The mobility imperative
Values make the organisation as well as the men and women within the organisation. The founder of the Sutton Trust, Sir Peter Lampl, explains his passion for social mobility.
Sir Peter Lampl’s office offers a stunning panorama of London. On the left are the Houses of Parliament and then, as the brown Thames bends to the north, the icons of the city soar into the distance. St Paul’s, the modern towers of the City of London, Canary Wharf.
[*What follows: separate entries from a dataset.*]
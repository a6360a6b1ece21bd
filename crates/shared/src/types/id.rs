//! Typed IDs for type-safe entity references.
//!
//! Using typed IDs prevents accidentally passing an `ExpenseId` where a `MemberId` is expected.

use serde::{Deserialize, Serialize};
use uuid::Uuid;

/// Macro to generate typed ID wrappers.
///
/// IDs are totally ordered so that anything sorted by ID (ledger member
/// order, optimizer tie-breaks) is reproducible.
macro_rules! typed_id {
    ($name:ident, $doc:expr) => {
        #[doc = $doc]
        #[derive(
            Debug, Clone, Copy, PartialEq, Eq, PartialOrd, Ord, Hash, Serialize, Deserialize,
        )]
        #[serde(transparent)]
        pub struct $name(pub Uuid);

        impl $name {
            /// Creates a new random ID using UUID v7 (time-ordered).
            #[must_use]
            pub fn new() -> Self {
                Self(Uuid::now_v7())
            }

            /// Creates an ID from an existing UUID.
            #[must_use]
            pub const fn from_uuid(uuid: Uuid) -> Self {
                Self(uuid)
            }

            /// Returns the inner UUID.
            #[must_use]
            pub const fn into_inner(self) -> Uuid {
                self.0
            }
        }

        impl Default for $name {
            fn default() -> Self {
                Self::new()
            }
        }

        impl std::fmt::Display for $name {
            fn fmt(&self, f: &mut std::fmt::Formatter<'_>) -> std::fmt::Result {
                write!(f, "{}", self.0)
            }
        }

        impl std::str::FromStr for $name {
            type Err = uuid::Error;

            fn from_str(s: &str) -> Result<Self, Self::Err> {
                Ok(Self(Uuid::parse_str(s)?))
            }
        }
    };
}

typed_id!(MemberId, "Unique identifier for a group member.");
typed_id!(GroupId, "Unique identifier for an expense-sharing group.");
typed_id!(ExpenseId, "Unique identifier for a recorded expense.");
typed_id!(SettlementId, "Unique identifier for a recorded settlement.");
//! Pairwise debt ledger.
//!
//! This module implements the core ledger functionality:
//! - Input records (expenses, splits, settlements)
//! - The skew-symmetric debt matrix and its builder
//! - Per-member net balances and per-pair pending balances
//! - Error types for malformed input

pub mod balance;
pub mod builder;
pub mod error;
pub mod matrix;
pub mod types;

#[cfg(test)]
mod builder_props;

pub use balance::{
    BalanceDirection, NetBalance, PairwiseBalance, aggregate, conservation_residual,
    pending_balances,
};
pub use builder::build_ledger;
pub use error::LedgerError;
pub use matrix::{Debt, DebtLedger};
pub use types::{Expense, ExpenseSplit, Settlement, SettlementStatus};
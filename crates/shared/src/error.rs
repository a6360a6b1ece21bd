//! Application-wide error types.

use thiserror::Error;

/// Result type alias using `AppError`.
pub type AppResult<T> = Result<T, AppError>;

/// Application error types.
///
/// Domain errors from the engine (ledger input errors, split errors, payment
/// rejections) are folded into these variants at the outer boundary.
#[derive(Debug, Error)]
pub enum AppError {
    /// Resource not found.
    #[error("Not found: {0}")]
    NotFound(String),

    /// Invalid input data.
    #[error("Validation error: {0}")]
    Validation(String),

    /// Business rule violation, such as an overpaying settlement.
    #[error("Business rule violation: {0}")]
    BusinessRule(String),

    /// Configuration could not be loaded or is invalid.
    #[error("Configuration error: {0}")]
    Config(String),

    /// Internal error.
    #[error("Internal error: {0}")]
    Internal(String),
}

impl AppError {
    /// Returns the HTTP status code for this error.
    #[must_use]
    pub const fn status_code(&self) -> u16 {
        match self {
            Self::NotFound(_) => 404,
            Self::Validation(_) => 400,
            Self::BusinessRule(_) => 422,
            Self::Config(_) | Self::Internal(_) => 500,
        }
    }

    /// Returns the error code for API responses.
    #[must_use]
    pub const fn error_code(&self) -> &'static str {
        match self {
            Self::NotFound(_) => "NOT_FOUND",
            Self::Validation(_) => "VALIDATION_ERROR",
            Self::BusinessRule(_) => "BUSINESS_RULE_VIOLATION",
            Self::Config(_) => "CONFIG_ERROR",
            Self::Internal(_) => "INTERNAL_ERROR",
        }
    }
}

impl From<config::ConfigError> for AppError {
    fn from(err: config::ConfigError) -> Self {
        Self::Config(err.to_string())
    }
}

impl From<crate::types::amount::InvalidTolerance> for AppError {
    fn from(err: crate::types::amount::InvalidTolerance) -> Self {
        Self::Config(err.to_string())
    }
}

#[cfg(test)]
mod tests {
    use super::*;

    #[test]
    fn test_error_status_codes() {
        assert_eq!(AppError::NotFound(String::new()).status_code(), 404);
        assert_eq!(AppError::Validation(String::new()).status_code(), 400);
        assert_eq!(AppError::BusinessRule(String::new()).status_code(), 422);
        assert_eq!(AppError::Config(String::new()).status_code(), 500);
        assert_eq!(AppError::Internal(String::new()).status_code(), 500);
    }

    #[test]
    fn test_error_codes() {
        assert_eq!(AppError::NotFound(String::new()).error_code(), "NOT_FOUND");
        assert_eq!(
            AppError::Validation(String::new()).error_code(),
            "VALIDATION_ERROR"
        );
        assert_eq!(
            AppError::BusinessRule(String::new()).error_code(),
            "BUSINESS_RULE_VIOLATION"
        );
        assert_eq!(AppError::Config(String::new()).error_code(), "CONFIG_ERROR");
        assert_eq!(
            AppError::Internal(String::new()).error_code(),
            "INTERNAL_ERROR"
        );
    }

    #[test]
    fn test_error_display() {
        assert_eq!(
            AppError::Validation("msg".into()).to_string(),
            "Validation error: msg"
        );
        assert_eq!(
            AppError::BusinessRule("msg".into()).to_string(),
            "Business rule violation: msg"
        );
        assert_eq!(
            AppError::Config("msg".into()).to_string(),
            "Configuration error: msg"
        );
    }

    #[test]
    fn test_invalid_tolerance_maps_to_config_error() {
        let err: AppError =
            crate::types::amount::InvalidTolerance(rust_decimal::Decimal::ZERO).into();
        assert_eq!(err.error_code(), "CONFIG_ERROR");
    }
}
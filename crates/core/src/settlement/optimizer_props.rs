//! Property-based tests for the settlement optimizer.
//!
//! Balances are generated by building a real ledger so they always conserve,
//! then the plan is checked for total, size and that it actually settles.

use std::collections::HashMap;

use divvy_shared::types::{ExpenseId, MemberId, Tolerance};
use proptest::prelude::*;
use rust_decimal::Decimal;
use uuid::Uuid;

use super::optimizer::optimize;
use super::validation::validate_settlement;
use crate::ledger::{Expense, ExpenseSplit, NetBalance, Settlement, aggregate, build_ledger};

fn member(index: usize) -> MemberId {
    MemberId::from_uuid(Uuid::from_u128(index as u128 + 1))
}

/// Strategy to generate a positive amount in cents (0.01 to 500.00).
fn cents() -> impl Strategy<Value = Decimal> + Clone {
    (1i64..50_000i64).prop_map(|c| Decimal::new(c, 2))
}

/// Strategy to generate a positive whole amount (1.00 to 500.00).
///
/// Balances built from whole amounts never land within a cent of zero, so
/// the plan has no dust to drop.
fn whole_units() -> impl Strategy<Value = Decimal> + Clone {
    (1i64..500i64).prop_map(|u| Decimal::new(u * 100, 2))
}

/// Strategy to generate a group of 2 to 8 members with some expenses.
fn group_strategy() -> impl Strategy<Value = (Vec<MemberId>, Vec<Expense>)> {
    group_with(cents())
}

fn group_with(
    amount: impl Strategy<Value = Decimal> + Clone,
) -> impl Strategy<Value = (Vec<MemberId>, Vec<Expense>)> {
    (2usize..=8).prop_flat_map(move |n| {
        let expense = (0..n, prop::collection::vec((0..n, amount.clone()), 1..=n));
        prop::collection::vec(expense, 0..12).prop_map(move |raw| {
            let expenses = raw
                .into_iter()
                .map(|(payer, splits)| Expense {
                    id: ExpenseId::new(),
                    paid_by: member(payer),
                    amount: splits.iter().map(|(_, amount)| *amount).sum(),
                    splits: splits
                        .into_iter()
                        .map(|(owed_by, amount)| ExpenseSplit::new(member(owed_by), amount))
                        .collect(),
                })
                .collect();
            ((0..n).map(member).collect(), expenses)
        })
    })
}

/// Most a plan can leave behind: one tolerance of dust per member.
fn dust_bound(tolerance: Tolerance, members: usize) -> Decimal {
    tolerance.value() * Decimal::from(members)
}

fn balances_for(members: &[MemberId], expenses: &[Expense], settlements: &[Settlement]) -> Vec<NetBalance> {
    let ledger = build_ledger(members, expenses, settlements).unwrap();
    aggregate(&ledger, members).unwrap()
}

proptest! {
    #![proptest_config(ProptestConfig::with_cases(100))]

    /// *For any* group with whole-unit amounts, the plan moves exactly the
    /// total owed to creditors.
    #[test]
    fn prop_total_matches_credit((members, expenses) in group_with(whole_units())) {
        let balances = balances_for(&members, &expenses, &[]);
        let tolerance = Tolerance::default();

        let transactions = optimize(&balances, tolerance);

        let moved: Decimal = transactions.iter().map(|t| t.amount).sum();
        let credit: Decimal = balances
            .iter()
            .map(|b| b.net_balance)
            .filter(|net| tolerance.is_significant_credit(*net))
            .sum();
        prop_assert_eq!(moved, credit);
    }

    /// *For any* group, the plan moves the total owed to creditors, short by
    /// at most the dropped dust.
    #[test]
    fn prop_total_within_dust_of_credit((members, expenses) in group_strategy()) {
        let balances = balances_for(&members, &expenses, &[]);
        let tolerance = Tolerance::default();

        let moved: Decimal = optimize(&balances, tolerance).iter().map(|t| t.amount).sum();
        let credit: Decimal = balances
            .iter()
            .map(|b| b.net_balance)
            .filter(|net| tolerance.is_significant_credit(*net))
            .sum();
        prop_assert!(moved <= credit);
        prop_assert!(credit - moved <= dust_bound(tolerance, members.len()));
    }

    /// *For any* group of `n` members, the plan has at most `n - 1` payments,
    /// each positive and between distinct members.
    #[test]
    fn prop_bounded_transaction_count((members, expenses) in group_strategy()) {
        let balances = balances_for(&members, &expenses, &[]);

        let transactions = optimize(&balances, Tolerance::default());

        prop_assert!(transactions.len() < members.len());
        for t in &transactions {
            prop_assert!(t.amount > Decimal::ZERO);
            prop_assert_ne!(t.from, t.to);
        }
    }

    /// *For any* group with whole-unit amounts, recording the plan as
    /// completed settlements leaves every net balance at zero.
    #[test]
    fn prop_plan_settles_everything((members, expenses) in group_with(whole_units())) {
        let tolerance = Tolerance::default();
        let balances = balances_for(&members, &expenses, &[]);

        let settlements: Vec<Settlement> = optimize(&balances, tolerance)
            .into_iter()
            .map(|t| Settlement::completed(t.from, t.to, t.amount))
            .collect();
        let after = balances_for(&members, &expenses, &settlements);

        for balance in &after {
            prop_assert!(
                balance.net_balance.is_zero(),
                "member {} left with {}",
                balance.member_id,
                balance.net_balance
            );
        }
    }

    /// *For any* group, recording the plan leaves each member with no more
    /// than the dust the plan dropped.
    #[test]
    fn prop_plan_leaves_only_dust((members, expenses) in group_strategy()) {
        let tolerance = Tolerance::default();
        let balances = balances_for(&members, &expenses, &[]);

        let settlements: Vec<Settlement> = optimize(&balances, tolerance)
            .into_iter()
            .map(|t| Settlement::completed(t.from, t.to, t.amount))
            .collect();
        let after = balances_for(&members, &expenses, &settlements);

        for balance in &after {
            prop_assert!(balance.net_balance.abs() <= dust_bound(tolerance, members.len()));
        }
    }

    /// *For any* group, each debtor pays no more than their net debt.
    #[test]
    fn prop_debtors_pay_at_most_their_debt((members, expenses) in group_strategy()) {
        let balances = balances_for(&members, &expenses, &[]);

        let mut paid: HashMap<MemberId, Decimal> = HashMap::new();
        for t in optimize(&balances, Tolerance::default()) {
            *paid.entry(t.from).or_default() += t.amount;
        }

        for balance in &balances {
            let total = paid.get(&balance.member_id).copied().unwrap_or_default();
            prop_assert!(total <= (-balance.net_balance).max(Decimal::ZERO));
        }
    }

    /// *For any* group, the optimizer is deterministic.
    #[test]
    fn prop_deterministic((members, expenses) in group_strategy()) {
        let balances = balances_for(&members, &expenses, &[]);
        prop_assert_eq!(
            optimize(&balances, Tolerance::default()),
            optimize(&balances, Tolerance::default())
        );
    }

    /// *For any* ledger and payment no larger than what is owed, validation
    /// accepts it.
    #[test]
    fn prop_validator_accepts_owed_amounts(
        (members, expenses) in group_strategy(),
        fraction in 1u32..=100,
    ) {
        let tolerance = Tolerance::default();
        let ledger = build_ledger(&members, &expenses, &[]).unwrap();

        for debt in ledger.debts() {
            let amount = (debt.amount * Decimal::from(fraction) / Decimal::ONE_HUNDRED).round_dp(2);
            if amount.is_zero() {
                continue;
            }
            prop_assert_eq!(
                validate_settlement(&ledger, debt.debtor, debt.creditor, amount, tolerance),
                Ok(())
            );
        }
    }
}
Usually, he arrives early in the office and enjoys dawn rising over the city. Sir Peter Lampl is a man with a mission. He is a philanthropist in the field of education. “A strategic philanthropist,” he speedily corrects. “I’m much more hands-on than just handing out money. I get in before seven o’clock and don’t leave till six. I just love doing this. But every piece of research I do, every project, is strategic. It’s got to have a purpose — to influence public opinion, be evaluated, be scaled up.” However strategic it may be, the British have a curious perspective on philanthropy. The great Victorian philanthropists are still celebrated — people like Titus Salt who created Saltaire near Bradford; the Cadbury family and Bourneville; and Viscount Leverhulme who built the Utopian working ideal of Port Sunlight to house the workers of Lever Brothers. And yet, philanthropy is peripheral, indulgence rather than investment. In the 20th century British philanthropy slowly moved to concentrate on the arts rather than poverty or working conditions. Modern-day British philanthropists have art galleries or wings of galleries named after them — think of Charles Saatchi and the Saatchi Gallery; the Clore Gallery at Tate Britain funded by £6 million from the businessman Charles Clore; or John Madejski’s funding of a new garden at the Victoria & Albert Museum. In contrast, in the United States philanthropy is a way of life. It is understood that giving riches back is part of the deal. “If you make significant money in America, you are expected to do something. Most people do,” says Lampl. Largesse is celebrated rather than viewed with suspicion. Think of the Bill and Melinda Gates Foundation; Warren Buffett’s commitment to giving; George Kaiser giving approaching $3 billion to fight poverty in Oklahoma; or the Walton family giving much of the fortune generated by Wal-Mart to education reform and marine conservation.
The starting gun
Lampl spent a substantial portion of his working life in America. It is where he made his fortune. Having decided to return to the UK in 1994 he stumbled upon his philanthropic mission. The 1996 Dunblane massacre, when 16 children and their teacher were killed at a school in a small town in Scotland, was the catalyst. Lampl read that there was a campaign to ban handguns in the UK in the wake of Dunblane. He contacted the organisers and became involved. “I had lived most of my life in the States, and was very conscious of the gun culture in America. If someone breaks into your house in Britain, the chances of them having a gun are relatively small. In America, nine times out of ten they will have a gun,” he recalls. “So, I funded the campaign anonymously. It was unbelievable. There was a free vote in the House of Commons and we now have a legal ban on the private ownership of handguns in this country, which is fabulous.” For Lampl the experience was eye opening. For relatively small amounts of money — tens of thousands rather than the hundreds of millions he was used to dealing with — the campaign made a difference to the law of the land.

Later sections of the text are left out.